In fact, McCarthy advocated for Michigan’s bully style of play.
“You have to have a dominant offense — you have to,” McCarthy told reporters. “You don’t see any Air Raid offense winning national championships. It’s where it’s done — in the trenches — that’s where the battle is won.
“Of course, coach Harbaugh loves that. He’s all about the nitty-gritty way of playing football, the blue-collar way, and I’m just happy to be a part of it. It’s only going to benefit me in the NFL, and it wins ballgames, so I’m all for that.”
The Michigan quarterback has also used his success and friendly demeanor to influence those around him.
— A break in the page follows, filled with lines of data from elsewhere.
//! Conversation request parameters.
//!
//! Path identifiers are `#[serde(skip)]`; everything else serializes straight
//! into the request body, with unset options left out.

use serde::Serialize;
use serde_json::Value;

use crate::core::service::ApiRequest;

// =============================================================================
// Shared
// =============================================================================

/// Pagination for list operations.
#[derive(Debug, Clone, Default)]
pub struct ListParams {
    pub page_limit: Option<u32>,
    pub include_count: Option<bool>,
    /// Attribute to sort by, prefix with `-` for descending order.
    pub sort: Option<String>,
    pub cursor: Option<String>,
}

impl ListParams {
    pub(crate) fn apply_query(&self, request: ApiRequest) -> ApiRequest {
        request
            .query_opt("page_limit", self.page_limit)
            .query_opt("include_count", self.include_count)
            .query_opt("sort", self.sort.as_deref())
            .query_opt("cursor", self.cursor.as_deref())
    }
}

/// An intent example, as sent inside intent payloads.
#[derive(Debug, Clone, Default, Serialize, PartialEq)]
pub struct ExampleText {
    pub text: String,
}

impl ExampleText {
    pub fn new(text: impl Into<String>) -> Self {
        Self { text: text.into() }
    }
}

/// An intent with its examples, as sent inside workspace payloads.
#[derive(Debug, Clone, Default, Serialize)]
pub struct IntentDefinition {
    pub intent: String,
    #[serde(skip_serializing_if = "Option::is_none")]
    pub description: Option<String>,
    #[serde(skip_serializing_if = "Vec::is_empty")]
    pub examples: Vec<ExampleText>,
}

/// An entity value with its synonyms.
#[derive(Debug, Clone, Default, Serialize)]
pub struct ValueDefinition {
    pub value: String,
    #[serde(skip_serializing_if = "Option::is_none")]
    pub metadata: Option<Value>,
    #[serde(skip_serializing_if = "Vec::is_empty")]
    pub synonyms: Vec<String>,
}

/// An entity with its values, as sent inside workspace payloads.
#[derive(Debug, Clone, Default, Serialize)]
pub struct EntityDefinition {
    pub entity: String,
    #[serde(skip_serializing_if = "Option::is_none")]
    pub description: Option<String>,
    #[serde(skip_serializing_if = "Option::is_none")]
    pub metadata: Option<Value>,
    #[serde(skip_serializing_if = "Vec::is_empty")]
    pub values: Vec<ValueDefinition>,
}

// =============================================================================
// Message
// =============================================================================

#[derive(Debug, Clone, Default, Serialize)]
pub struct MessageParams {
    #[serde(skip)]
    pub workspace_id: String,
    /// User input, e.g. `{"text": "Turn on the lights"}`.
    #[serde(skip_serializing_if = "Option::is_none")]
    pub input: Option<Value>,
    #[serde(skip_serializing_if = "Option::is_none")]
    pub alternate_intents: Option<bool>,
    /// Context returned by the previous turn.
    #[serde(skip_serializing_if = "Option::is_none")]
    pub context: Option<Value>,
    #[serde(skip_serializing_if = "Option::is_none")]
    pub entities: Option<Value>,
    #[serde(skip_serializing_if = "Option::is_none")]
    pub intents: Option<Value>,
    #[serde(skip_serializing_if = "Option::is_none")]
    pub output: Option<Value>,
}

// =============================================================================
// Workspaces
// =============================================================================

/// Body of `create_workspace` and `update_workspace`.
#[derive(Debug, Clone, Default, Serialize)]
pub struct WorkspaceParams {
    /// Ignored by `create_workspace`.
    #[serde(skip)]
    pub workspace_id: String,
    #[serde(skip_serializing_if = "Option::is_none")]
    pub name: Option<String>,
    #[serde(skip_serializing_if = "Option::is_none")]
    pub description: Option<String>,
    #[serde(skip_serializing_if = "Option::is_none")]
    pub language: Option<String>,
    #[serde(skip_serializing_if = "Option::is_none")]
    pub intents: Option<Vec<IntentDefinition>>,
    #[serde(skip_serializing_if = "Option::is_none")]
    pub entities: Option<Vec<EntityDefinition>>,
    #[serde(skip_serializing_if = "Option::is_none")]
    pub counterexamples: Option<Vec<ExampleText>>,
    #[serde(skip_serializing_if = "Option::is_none")]
    pub dialog_nodes: Option<Vec<Value>>,
    #[serde(skip_serializing_if = "Option::is_none")]
    pub metadata: Option<Value>,
}

#[derive(Debug, Clone, Default)]
pub struct GetWorkspaceParams {
    pub workspace_id: String,
    /// Include intents, entities and dialog nodes.
    pub export: Option<bool>,
}

// =============================================================================
// Intents and examples
// =============================================================================

#[derive(Debug, Clone, Default)]
pub struct GetIntentsParams {
    pub workspace_id: String,
    pub export: Option<bool>,
    pub list: ListParams,
}

#[derive(Debug, Clone, Default, Serialize)]
pub struct CreateIntentParams {
    #[serde(skip)]
    pub workspace_id: String,
    pub intent: String,
    #[serde(skip_serializing_if = "Option::is_none")]
    pub description: Option<String>,
    #[serde(skip_serializing_if = "Option::is_none")]
    pub examples: Option<Vec<ExampleText>>,
}

#[derive(Debug, Clone, Default)]
pub struct GetIntentParams {
    pub workspace_id: String,
    pub intent: String,
    pub export: Option<bool>,
}

#[derive(Debug, Clone, Default, Serialize)]
pub struct UpdateIntentParams {
    #[serde(skip)]
    pub workspace_id: String,
    /// Current name of the intent.
    #[serde(skip)]
    pub old_intent: String,
    /// New name, when renaming.
    #[serde(skip_serializing_if = "Option::is_none")]
    pub intent: Option<String>,
    #[serde(skip_serializing_if = "Option::is_none")]
    pub description: Option<String>,
    #[serde(skip_serializing_if = "Option::is_none")]
    pub examples: Option<Vec<ExampleText>>,
}

#[derive(Debug, Clone, Default)]
pub struct GetExamplesParams {
    pub workspace_id: String,
    pub intent: String,
    pub list: ListParams,
}

/// Identifies one example of an intent (`create_example`, `get_example`,
/// `delete_example`).
#[derive(Debug, Clone, Default)]
pub struct ExampleParams {
    pub workspace_id: String,
    pub intent: String,
    pub text: String,
}

#[derive(Debug, Clone, Default)]
pub struct UpdateExampleParams {
    pub workspace_id: String,
    pub intent: String,
    pub old_text: String,
    pub text: Option<String>,
}

/// Identifies one counterexample (`create`, `get`, `delete`).
#[derive(Debug, Clone, Default)]
pub struct CounterExampleParams {
    pub workspace_id: String,
    pub text: String,
}

#[derive(Debug, Clone, Default)]
pub struct UpdateCounterExampleParams {
    pub workspace_id: String,
    pub old_text: String,
    pub text: Option<String>,
}

// =============================================================================
// Entities and values
// =============================================================================

#[derive(Debug, Clone, Default)]
pub struct GetEntitiesParams {
    pub workspace_id: String,
    pub export: Option<bool>,
    pub list: ListParams,
}

#[derive(Debug, Clone, Default, Serialize)]
pub struct CreateEntityParams {
    #[serde(skip)]
    pub workspace_id: String,
    pub entity: String,
    #[serde(skip_serializing_if = "Option::is_none")]
    pub description: Option<String>,
    #[serde(skip_serializing_if = "Option::is_none")]
    pub metadata: Option<Value>,
    #[serde(skip_serializing_if = "Option::is_none")]
    pub values: Option<Vec<ValueDefinition>>,
    #[serde(skip_serializing_if = "Option::is_none")]
    pub fuzzy_match: Option<bool>,
}

#[derive(Debug, Clone, Default)]
pub struct GetEntityParams {
    pub workspace_id: String,
    pub entity: String,
    pub export: Option<bool>,
}

#[derive(Debug, Clone, Default, Serialize)]
pub struct UpdateEntityParams {
    #[serde(skip)]
    pub workspace_id: String,
    #[serde(skip)]
    pub old_entity: String,
    #[serde(skip_serializing_if = "Option::is_none")]
    pub entity: Option<String>,
    #[serde(skip_serializing_if = "Option::is_none")]
    pub description: Option<String>,
    #[serde(skip_serializing_if = "Option::is_none")]
    pub metadata: Option<Value>,
    #[serde(skip_serializing_if = "Option::is_none")]
    pub values: Option<Vec<ValueDefinition>>,
    #[serde(skip_serializing_if = "Option::is_none")]
    pub fuzzy_match: Option<bool>,
}

#[derive(Debug, Clone, Default)]
pub struct GetValuesParams {
    pub workspace_id: String,
    pub entity: String,
    pub export: Option<bool>,
    pub list: ListParams,
}

#[derive(Debug, Clone, Default, Serialize)]
pub struct CreateValueParams {
    #[serde(skip)]
    pub workspace_id: String,
    #[serde(skip)]
    pub entity: String,
    pub value: String,
    #[serde(skip_serializing_if = "Option::is_none")]
    pub metadata: Option<Value>,
    #[serde(skip_serializing_if = "Option::is_none")]
    pub synonyms: Option<Vec<String>>,
}

#[derive(Debug, Clone, Default)]
pub struct GetValueParams {
    pub workspace_id: String,
    pub entity: String,
    pub value: String,
    pub export: Option<bool>,
}

#[derive(Debug, Clone, Default, Serialize)]
pub struct UpdateValueParams {
    #[serde(skip)]
    pub workspace_id: String,
    #[serde(skip)]
    pub entity: String,
    #[serde(skip)]
    pub old_value: String,
    #[serde(skip_serializing_if = "Option::is_none")]
    pub value: Option<String>,
    #[serde(skip_serializing_if = "Option::is_none")]
    pub metadata: Option<Value>,
    #[serde(skip_serializing_if = "Option::is_none")]
    pub synonyms: Option<Vec<String>>,
}

// =============================================================================
// Logs
// =============================================================================

#[derive(Debug, Clone, Default)]
pub struct ListLogsParams {
    pub workspace_id: String,
    pub sort: Option<String>,
    /// Search filter, e.g. `response.intents:intent::hello`.
    pub filter: Option<String>,
    pub page_limit: Option<u32>,
    pub cursor: Option<String>,
}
His JJ For the Kids Foundation, launched by McCarthy with money earned from Name, Image and Likeness endeavors, has now donated more than $30,000 to children’s hospitals across the Big Ten, including CS Mott Children’s Hospital in Ann Arbor. He also has a growing list of teammates joining in on his pregame meditation routine.
Above all else, however, McCarthy has won over his teammates and helped bridge a mid-season quarterback transition that could have gone awry. It’s not easy going from one leader to another without the whole thing blowing up.
“That was a pretty drastic change during the season, because we were so used to Cade’s leadership, (him) being in there and JJ coming in for the special plays,” said starting offensive lineman Trevor Keegan. “I think the coaches did a really good job of handling that. The players did, as well. The offensive line knew that whoever was back there, we were going to block our tails off no matter what.”
They have, and McCarthy has done his part, too, willing Michigan to its first-ever 13-0 start and return trip to the CFP. This time, however, the hope is that the Wolverines aren’t the ones standing around watching the celebration.
“He’s done what he’s supposed to do,” offensive lineman Karsen Barnhart said. “He’s tried to be a leader. Guys follow him. It’s just growing and growing everyday, (and) more guys are following him. It’s great to have him back there, blocking for him. When the pocket collapses, he can make things happen for us. It’s awesome to have him back there, helping us win.”